Recent group promos seek to prohibit anybody who uses AI for anything at all, including "promotion, brainstorming, and/or outlining." Not sure how they'd even know that AI was used for brainstorming and/or outlining, but they're sure as hell determined to police it! I was also advised that I should re-edit my books because they contain both the Oxford comma and a lot of EM dashes. People have decided this is "evidence" of having been written by AI. So this basically amounts to me being branded as "uses AI" even though this is impossible because my books were all published prior to 2019 and therefore pre-date the existence of AI!
It's an interesting quandary, and while I see both sides, I also think the witch hunt has gone way too far.
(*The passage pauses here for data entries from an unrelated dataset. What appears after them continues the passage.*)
//! The `validate` command: the CI gate itself.

use std::path::PathBuf;
use std::sync::Arc;

use clap::Args;
use tracing::{debug, info, instrument, warn};

use prometheus_client::{Cache, PrometheusClient};
use rule_guard_core::{validate_files, ParserOptions, ValidationOptions};
use validation_config::{build_specs, load_from_file};

use crate::errors::Error;
use crate::render::{render, OutputFormat};

#[cfg(test)]
#[path = "validate_cmd_tests.rs"]
mod tests;

/// Arguments for the validate command
#[derive(Args, Debug)]
pub struct ValidateArgs {
    /// Rule files or glob patterns to validate
    #[arg(required = true)]
    pub files: Vec<String>,

    /// Path to the RuleGuard configuration file
    #[arg(short, long, default_value = "rule-guard.yaml")]
    pub config: PathBuf,

    /// Only run the named validation rules (repeatable)
    #[arg(long = "enable-rule", value_name = "NAME")]
    pub enabled_rules: Vec<String>,

    /// Skip the named validation rules (repeatable)
    #[arg(long = "disable-rule", value_name = "NAME")]
    pub disabled_rules: Vec<String>,

    /// Mark the named rule groups excluded instead of validating them (repeatable)
    #[arg(long = "skip-group", value_name = "NAME")]
    pub skip_groups: Vec<String>,

    /// Report output format
    #[arg(short, long, value_enum, default_value_t = OutputFormat::Text)]
    pub output: OutputFormat,

    /// Force colored output even when stdout is not a terminal
    #[arg(long)]
    pub color: bool,
}

/// Runs a validation and prints the report.
///
/// Returns whether the run found problems; the caller turns that into the
/// exit code. `Err` means the run could not happen at all (configuration,
/// pattern, or client construction failure).
#[instrument(skip_all, fields(config = %args.config.display()))]
pub async fn execute(args: &ValidateArgs) -> Result<bool, Error> {
    if args.color {
        colored::control::set_override(true);
    }
    let config = load_from_file(&args.config)?;
    let specs = build_specs(&config, &args.enabled_rules, &args.disabled_rules)?;
    let paths = expand_patterns(&args.files)?;
    debug!(files = paths.len(), specs = specs.len(), "Resolved validation inputs");

    let client = match &config.prometheus {
        Some(prometheus) => {
            let cache = Cache::load(
                &prometheus.cache_file,
                &prometheus.url,
                prometheus.max_cache_age()?,
            );
            let client = PrometheusClient::new(prometheus.client_config()?, Arc::new(cache))?;
            info!(url = %prometheus.url, "Using live Prometheus backend");
            Some(Arc::new(client))
        }
        None => None,
    };

    let options = ValidationOptions {
        skip_groups: args.skip_groups.iter().cloned().collect(),
        parser: ParserOptions {
            allow_source_tenants: config.allow_source_tenants,
        },
        ..Default::default()
    };

    let report = validate_files(&paths, Arc::new(specs), Arc::new(options), client.clone()).await;

    // Persist whatever the run learned before reporting; a render failure
    // must not cost the next run its cache.
    if let Some(client) = &client {
        client.cache().dump();
    }

    let rendered = render(&report, args.output)?;
    print!("{rendered}");
    if !rendered.ends_with('\n') {
        println!();
    }
    Ok(report.failed)
}

/// Expands the given file patterns into an ordered list of rule file paths.
///
/// Pattern order is preserved and each pattern's matches keep glob's sorted
/// order, so report order is stable across runs. Matching nothing at all is
/// fatal.
fn expand_patterns(patterns: &[String]) -> Result<Vec<PathBuf>, Error> {
    let mut paths = Vec::new();
    for pattern in patterns {
        let entries = glob::glob(pattern).map_err(|err| Error::BadPattern {
            pattern: pattern.clone(),
            reason: err.to_string(),
        })?;
        for entry in entries {
            match entry {
                Ok(path) if path.is_file() => paths.push(path),
                Ok(_) => {}
                Err(err) => warn!(pattern = %pattern, error = %err, "Skipping unreadable match"),
            }
        }
    }
    if paths.is_empty() {
        return Err(Error::NoFilesMatched(patterns.join(", ")));
    }
    Ok(paths)
}
use thiserror::Error;

#[cfg(test)]
#[path = "errors_tests.rs"]
mod tests;

/// Errors that can occur in the RuleGuard CLI application.
///
/// Validation findings are not errors; they live in the report and only
/// decide the exit code. This enum covers the failures that stop a run
/// before a report can be produced at all.
#[derive(Error, Debug)]
pub enum Error {
    /// The operator configuration could not be loaded or interpreted.
    #[error("Configuration error: {0}")]
    Config(#[from] validation_config::ConfigurationError),

    /// A rule file pattern was not valid glob syntax.
    #[error("Invalid file pattern `{pattern}`: {reason}")]
    BadPattern { pattern: String, reason: String },

    /// No rule file matched any of the given patterns.
    ///
    /// Treated as fatal so a CI pipeline pointed at an empty or renamed
    /// directory fails loudly instead of passing on zero files.
    #[error("No rule files matched: {0}")]
    NoFilesMatched(String),

    /// The Prometheus client could not be constructed from configuration.
    #[error("Prometheus client error: {0}")]
    Prometheus(#[from] prometheus_client::Error),

    /// The report could not be rendered in the requested format.
    #[error("Failed to render report: {0}")]
    Render(String),
}
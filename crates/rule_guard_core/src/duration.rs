//! Prometheus-style duration strings.
//!
//! Rule files and validator parameters express durations the way Prometheus
//! does: a sequence of `<number><unit>` components, for example `30s`, `5m`,
//! or `1h30m`. Units must appear in descending order and at most once each.

use std::time::Duration;

use crate::errors::InvalidDuration;

#[cfg(test)]
#[path = "duration_tests.rs"]
mod tests;

/// Units in descending order, with their length in milliseconds.
const UNITS: &[(&str, u64)] = &[
    ("y", 365 * 24 * 60 * 60 * 1000),
    ("w", 7 * 24 * 60 * 60 * 1000),
    ("d", 24 * 60 * 60 * 1000),
    ("h", 60 * 60 * 1000),
    ("m", 60 * 1000),
    ("s", 1000),
    ("ms", 1),
];

/// Parses a Prometheus duration string.
///
/// The bare string `0` is accepted as the zero duration, matching the
/// Prometheus parser. An empty string is rejected.
pub fn parse_duration(input: &str) -> Result<Duration, InvalidDuration> {
    let invalid = || InvalidDuration(input.to_string());

    if input == "0" {
        return Ok(Duration::ZERO);
    }
    if input.is_empty() {
        return Err(invalid());
    }

    let mut rest = input;
    let mut total_ms: u64 = 0;
    let mut last_unit_index: Option<usize> = None;

    while !rest.is_empty() {
        let digits_end = rest
            .find(|c: char| !c.is_ascii_digit())
            .ok_or_else(invalid)?;
        if digits_end == 0 {
            return Err(invalid());
        }
        let value: u64 = rest[..digits_end].parse().map_err(|_| invalid())?;
        rest = &rest[digits_end..];

        // `m` is a prefix of `ms`, so match the longest unit first.
        let (unit_index, unit_len) = if rest.starts_with("ms") {
            (UNITS.len() - 1, 2)
        } else {
            let index = UNITS
                .iter()
                .position(|(unit, _)| rest.starts_with(unit) && *unit != "ms")
                .ok_or_else(invalid)?;
            (index, 1)
        };

        // Units must be descending and unique: `1h30m` is valid, `30m1h`
        // and `1h1h` are not.
        if let Some(last) = last_unit_index {
            if unit_index <= last {
                return Err(invalid());
            }
        }
        last_unit_index = Some(unit_index);

        total_ms = total_ms
            .checked_add(value.checked_mul(UNITS[unit_index].1).ok_or_else(invalid)?)
            .ok_or_else(invalid)?;
        rest = &rest[unit_len..];
    }

    Ok(Duration::from_millis(total_ms))
}

/// Formats a duration the way Prometheus prints them (`1h30m`, `45s`).
pub fn format_duration(duration: Duration) -> String {
    let mut remaining_ms = duration.as_millis() as u64;
    if remaining_ms == 0 {
        return "0s".to_string();
    }

    let mut out = String::new();
    for (unit, unit_ms) in UNITS {
        let count = remaining_ms / unit_ms;
        if count > 0 {
            out.push_str(&format!("{count}{unit}"));
            remaining_ms -= count * unit_ms;
        }
    }
    out
}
I personally don't want or need to use AI to write books, but it'd be great to be able to use it for things like making promotional images to use in newsletters (I'm a writer, not a graphical artist!), but I'm too afraid of the backlash.
The irony here is staggering.
To be told that the Oxford comma and em dashes—standard marks of professional punctuation—are now 'evidence' of AI is peak absurdity. It suggests that to prove we are human, we must now write with less precision.
The fact that your work predates the technology by nearly a decade, yet is still caught in this 'witch hunt,' proves that these moderators aren't actually looking for facts—they are looking for a reason to gatekeep.
Using an AI-driven detector to 'police' human creativity is the ultimate contradiction.
It’s a bizarre 'catch-22': if you hire a human artist, you’re held liable for their process; if you use professional punctuation, you’re a machine. When the 'purity test' starts rejecting books written in 2015, the system hasn't just gone too far—it’s completely broken.